[What to work on] From the entries that follow, copy each line in which "consumed" appears.

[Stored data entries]
^^^^^^^^^^^^^^^^
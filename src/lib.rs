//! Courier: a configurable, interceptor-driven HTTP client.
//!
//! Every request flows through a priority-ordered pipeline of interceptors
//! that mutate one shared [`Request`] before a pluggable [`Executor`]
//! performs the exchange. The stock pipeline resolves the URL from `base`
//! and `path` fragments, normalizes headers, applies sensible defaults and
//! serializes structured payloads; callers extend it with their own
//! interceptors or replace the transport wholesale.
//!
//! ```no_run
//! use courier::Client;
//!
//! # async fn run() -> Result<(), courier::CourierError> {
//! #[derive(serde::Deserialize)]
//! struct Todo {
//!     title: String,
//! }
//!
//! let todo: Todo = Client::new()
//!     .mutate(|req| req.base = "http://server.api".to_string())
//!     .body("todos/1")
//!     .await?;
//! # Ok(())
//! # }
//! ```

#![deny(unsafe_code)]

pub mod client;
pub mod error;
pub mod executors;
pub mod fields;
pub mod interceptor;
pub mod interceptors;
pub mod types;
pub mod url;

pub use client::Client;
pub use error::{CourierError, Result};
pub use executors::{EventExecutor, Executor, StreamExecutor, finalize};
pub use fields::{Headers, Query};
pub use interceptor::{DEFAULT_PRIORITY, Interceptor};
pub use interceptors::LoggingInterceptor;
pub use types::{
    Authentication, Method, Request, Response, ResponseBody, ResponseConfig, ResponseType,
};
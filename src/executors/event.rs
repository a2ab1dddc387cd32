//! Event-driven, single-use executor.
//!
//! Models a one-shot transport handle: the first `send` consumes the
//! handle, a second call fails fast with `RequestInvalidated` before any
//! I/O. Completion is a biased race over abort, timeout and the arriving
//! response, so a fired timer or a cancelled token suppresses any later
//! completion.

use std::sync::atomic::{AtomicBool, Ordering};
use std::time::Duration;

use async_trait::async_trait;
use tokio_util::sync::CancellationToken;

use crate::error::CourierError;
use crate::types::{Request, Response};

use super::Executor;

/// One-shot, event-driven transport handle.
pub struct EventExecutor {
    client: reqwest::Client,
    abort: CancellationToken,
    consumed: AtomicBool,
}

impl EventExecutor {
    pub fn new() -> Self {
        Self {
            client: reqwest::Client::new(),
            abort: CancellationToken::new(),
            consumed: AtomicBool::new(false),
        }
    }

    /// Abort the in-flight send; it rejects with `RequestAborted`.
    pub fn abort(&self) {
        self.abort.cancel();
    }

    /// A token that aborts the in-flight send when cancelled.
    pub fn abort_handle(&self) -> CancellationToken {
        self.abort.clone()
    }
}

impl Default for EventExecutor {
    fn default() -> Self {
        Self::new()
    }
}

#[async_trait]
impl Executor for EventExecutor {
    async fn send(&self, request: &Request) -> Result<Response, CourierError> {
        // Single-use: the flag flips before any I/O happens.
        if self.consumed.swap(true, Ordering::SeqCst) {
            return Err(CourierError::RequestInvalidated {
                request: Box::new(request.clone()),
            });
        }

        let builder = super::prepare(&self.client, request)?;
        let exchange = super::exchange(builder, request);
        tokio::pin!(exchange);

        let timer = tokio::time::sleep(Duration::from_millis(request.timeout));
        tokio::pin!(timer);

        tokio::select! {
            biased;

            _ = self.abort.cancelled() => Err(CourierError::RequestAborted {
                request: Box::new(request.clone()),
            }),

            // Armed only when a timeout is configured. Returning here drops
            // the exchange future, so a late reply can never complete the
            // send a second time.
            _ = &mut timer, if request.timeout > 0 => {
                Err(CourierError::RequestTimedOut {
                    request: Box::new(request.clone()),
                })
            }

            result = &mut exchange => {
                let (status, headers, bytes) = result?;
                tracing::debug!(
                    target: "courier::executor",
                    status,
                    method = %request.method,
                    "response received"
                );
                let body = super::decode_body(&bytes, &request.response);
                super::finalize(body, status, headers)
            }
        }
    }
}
^^^^^^^^^^^^^^^^
[Reply]
    consumed: AtomicBool,
            consumed: AtomicBool::new(false),
        if self.consumed.swap(true, Ordering::SeqCst) {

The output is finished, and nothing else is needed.